Benign adnexal cysts include follicular, corpus luteum, hemorrhagic, and theca-lutein cysts, along with functional cysts related to OHSS and PCOS. Peritoneal inclusion cysts form from adhesions trapping peritoneal fluid around ovaries. Paraovarian cysts originate from Wolffian duct remnants and usually lie adjacent to the broad ligament, often simple and asymptomatic.

Complex and Solid Ovarian Masses

Most simple cysts are benign; a complex mass or solid component raises suspicion for neoplasia. Common complex masses include cystadenoma, dermoid (mature cystic teratoma), tubo-ovarian abscess, granulosa cell tumor, endometrioma, and ectopic pregnancy. Solid tumors (e.g., serous or mucinous cystadenocarcinoma, fibroma, dysgerminoma) may be malignant, especially when accompanied by solid components, thick irregular septations, mural nodules, or ascites. Dermoids often show heterogeneous echotexture with fat-fluid levels or Rokitansky protuberances.

Endometriosis and Endometrioma

Endometriosis is ectopic functioning endometrial tissue outside the uterus; it can involve the ovary (endometrioma), fallopian tubes, broad ligament, cul-de-sac, or peritoneum. Endometriomas (chocolate cysts) appear as bilateral or unilateral ovarian cysts with variable internal echoes depending on blood content; they are often well-defined, unilocular or multilocular, and predominantly cystic with internal low-level echoes.

Endometriosis vs Adenomyosis

Endometriosis refers to endometrial tissue outside the uterus. Adenomyosis refers to endometrial tissue within the myometrium.

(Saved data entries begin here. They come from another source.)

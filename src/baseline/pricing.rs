//! Lumber pricing basis: blended per-board-foot or Premium/Builder/Industrial segments

use serde::{Deserialize, Serialize};

use super::BaselineError;

/// Tolerance for segment mix fractions summing to 1 per year
const MIX_SUM_TOLERANCE: f64 = 1e-9;

/// One product segment with per-year mix share and unit price
#[derive(Debug, Clone, Serialize, Deserialize)]
pub struct PriceSegment {
    /// Segment name (Premium, Builder, Industrial)
    pub name: String,

    /// Fraction of board feet sold into this segment, per year
    pub mix_fraction: Vec<f64>,

    /// Price per board foot in this segment, per year
    pub unit_price: Vec<f64>,
}

/// How lumber revenue is priced
#[derive(Debug, Clone, Serialize, Deserialize)]
pub enum PricingBasis {
    /// Single blended price per board foot, per year
    Blended {
        price_per_board_foot: Vec<f64>,
    },
    /// Product mix priced per segment; mix fractions sum to 1 per year
    Segmented {
        segments: Vec<PriceSegment>,
    },
}

impl PricingBasis {
    /// The v5.4 blended price track
    pub fn v54_blended() -> Self {
        PricingBasis::Blended {
            price_per_board_foot: vec![2.60, 2.82, 3.04],
        }
    }

    /// The v5.4 product mix. The mix-weighted price matches the blended
    /// track in every year, so the two bases price identically at plan mix.
    pub fn v54_segmented() -> Self {
        PricingBasis::Segmented {
            segments: vec![
                PriceSegment {
                    name: "Premium".to_string(),
                    mix_fraction: vec![0.20, 0.25, 0.30],
                    unit_price: vec![3.80, 3.95, 4.10],
                },
                PriceSegment {
                    name: "Builder".to_string(),
                    mix_fraction: vec![0.50, 0.50, 0.50],
                    unit_price: vec![2.60, 2.75, 2.86],
                },
                PriceSegment {
                    name: "Industrial".to_string(),
                    mix_fraction: vec![0.30, 0.25, 0.20],
                    unit_price: vec![1.80, 1.83, 1.90],
                },
            ],
        }
    }

    /// Lumber revenue for a year's board feet under the price multiplier
    pub fn lumber_revenue(&self, total_board_feet: f64, year: usize, price_multiplier: f64) -> f64 {
        match self {
            PricingBasis::Blended {
                price_per_board_foot,
            } => total_board_feet * price_per_board_foot[year] * price_multiplier,
            PricingBasis::Segmented { segments } => segments
                .iter()
                .map(|s| {
                    total_board_feet * s.mix_fraction[year] * s.unit_price[year] * price_multiplier
                })
                .sum(),
        }
    }

    /// Mix-weighted price per board foot for a year (before any variance)
    pub fn effective_price(&self, year: usize) -> f64 {
        match self {
            PricingBasis::Blended {
                price_per_board_foot,
            } => price_per_board_foot[year],
            PricingBasis::Segmented { segments } => segments
                .iter()
                .map(|s| s.mix_fraction[year] * s.unit_price[year])
                .sum(),
        }
    }

    /// Check per-year vector alignment and that mix fractions sum to 1
    pub fn validate(&self, years: usize) -> Result<(), BaselineError> {
        match self {
            PricingBasis::Blended {
                price_per_board_foot,
            } => {
                if price_per_board_foot.len() != years {
                    return Err(BaselineError::LengthMismatch {
                        field: "price_per_board_foot",
                        expected: years,
                        actual: price_per_board_foot.len(),
                    });
                }
            }
            PricingBasis::Segmented { segments } => {
                for segment in segments {
                    if segment.mix_fraction.len() != years {
                        return Err(BaselineError::LengthMismatch {
                            field: "mix_fraction",
                            expected: years,
                            actual: segment.mix_fraction.len(),
                        });
                    }
                    if segment.unit_price.len() != years {
                        return Err(BaselineError::LengthMismatch {
                            field: "unit_price",
                            expected: years,
                            actual: segment.unit_price.len(),
                        });
                    }
                }
                for year in 0..years {
                    let sum: f64 = segments.iter().map(|s| s.mix_fraction[year]).sum();
                    if (sum - 1.0).abs() > MIX_SUM_TOLERANCE {
                        return Err(BaselineError::MixSum { year, sum });
                    }
                }
            }
        }
        Ok(())
    }
}

#[cfg(test)]
mod tests {
    use super::*;
    use approx::assert_relative_eq;

    #[test]
    fn test_blended_revenue() {
        let pricing = PricingBasis::v54_blended();

        // Year 3: 5,159,700 bf at $3.04
        assert_relative_eq!(
            pricing.lumber_revenue(5_159_700.0, 2, 1.0),
            15_685_488.0,
            max_relative = 1e-12
        );
    }

    #[test]
    fn test_segmented_matches_blended_at_plan_mix() {
        let blended = PricingBasis::v54_blended();
        let segmented = PricingBasis::v54_segmented();
        let bf = 3_810_240.0;

        for year in 0..3 {
            assert_relative_eq!(
                segmented.effective_price(year),
                blended.effective_price(year),
                max_relative = 1e-9
            );
            assert_relative_eq!(
                segmented.lumber_revenue(bf, year, 1.15),
                blended.lumber_revenue(bf, year, 1.15),
                max_relative = 1e-9
            );
        }
    }

    #[test]
    fn test_segmented_validates() {
        assert!(PricingBasis::v54_segmented().validate(3).is_ok());
    }

    #[test]
    fn test_bad_mix_sum_rejected() {
        let mut pricing = PricingBasis::v54_segmented();
        if let PricingBasis::Segmented { segments } = &mut pricing {
            segments[0].mix_fraction[1] = 0.40;
        }

        assert!(matches!(
            pricing.validate(3),
            Err(BaselineError::MixSum { year: 1, .. })
        ));
    }
}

Endometriosis can form ovarian cysts (endometriomas); adenomyosis typically affects the uterine wall and is distinct from ovarian involvement.

Ovarian Torsion

Ovarian torsion results from rotation of the ovarian pedicle, compromising lymphatic and venous drainage first, leading to edema and eventually impaired arterial perfusion with infarction risk. It often involves the ovary and the fallopian tube. It is a surgical emergency. Clinically, presents with acute severe unilateral pain; Doppler may show absent or reduced flow and free fluid in the pelvis. The classic “whirlpool” sign (twisted pedicle) is highly specific but not highly sensitive. Follicular edema (follicle ring sign) and unilateral enlargement support torsion diagnosis; contralateral torsion risk exists (~10%).

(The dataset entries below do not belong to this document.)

use crate::error::ApiError;
use crate::models::GetQuery;
use crate::routes;
use crate::state::AppState;
use crate::store::StoreError;
use axum::extract::{Query, State};

/// GET /get handler - Retrieve the value stored under a key
///
/// A missing key is reported as 500 with `key does not exist`, the same
/// status as a store failure.
#[utoipa::path(
    get,
    path = routes::KV_GET,
    params(GetQuery),
    responses(
        (status = 200, description = "Value found", body = String, content_type = "text/plain"),
        (status = 500, description = "Key does not exist or store error", body = String, content_type = "text/plain")
    ),
    tag = "kv"
)]
pub async fn get_handler(
    State(state): State<AppState>,
    Query(pairs): Query<Vec<(String, String)>>,
) -> Result<String, ApiError> {
    let query = GetQuery::from_pairs(pairs);

    match state.store.get(&query.key).await {
        Ok(value) => {
            tracing::info!("Successfully retrieved key: {}", query.key);
            Ok(format!("Value for key {}: {}", query.key, value))
        }
        Err(StoreError::KeyNotFound) => {
            tracing::info!("Key not found: {}", query.key);
            Err(StoreError::KeyNotFound.into())
        }
        Err(e) => {
            tracing::error!("Failed to get key '{}': {}", query.key, e);
            Err(e.into())
        }
    }
}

Case Examples and Imaging Considerations

  • Doppler is one piece of the puzzle; robust diagnosis relies on gray-scale morphology, size, walls, septations, mural nodules, and clinical context.
  • A-well-defined, thin-walled, anechoic unilocular cysts are more likely benign; thick irregular walls, multiple septations, mural nodules raise concern for malignancy.
  • Postmenopausal ovaries that are enlarged with abnormal echogenicity or solid components are more concerning for malignant processes.

Quick Reference Points

  • Formula for ovarian volume: V = L \times W \times H \times 0.523; abnormal reproductive-age volume > 22\,\text{mL}; postmenopausal abnormal > 8\,\text{mL}; volume asymmetry (>2x opposite side) is suspicious.

  • Doppler indices: RI = \frac{PSV - EDV}{PSV}, \quad PI = \frac{PSV - EDV}{V_{mean}}; cycle timing affects values; higher diastolic flow may mimic malignancy; use in conjunction with morphology.

  • Endometriosis and endometrioma can mimic other adnexal masses; look for bilaterality, internal echoes, and characteristic patterns.

  • Suspect torsion with acute pain and absent Doppler flow; whirlpool sign is highly specific.

  • Always correlate sonographic findings with clinical history, cycle phase, and laboratory data when available.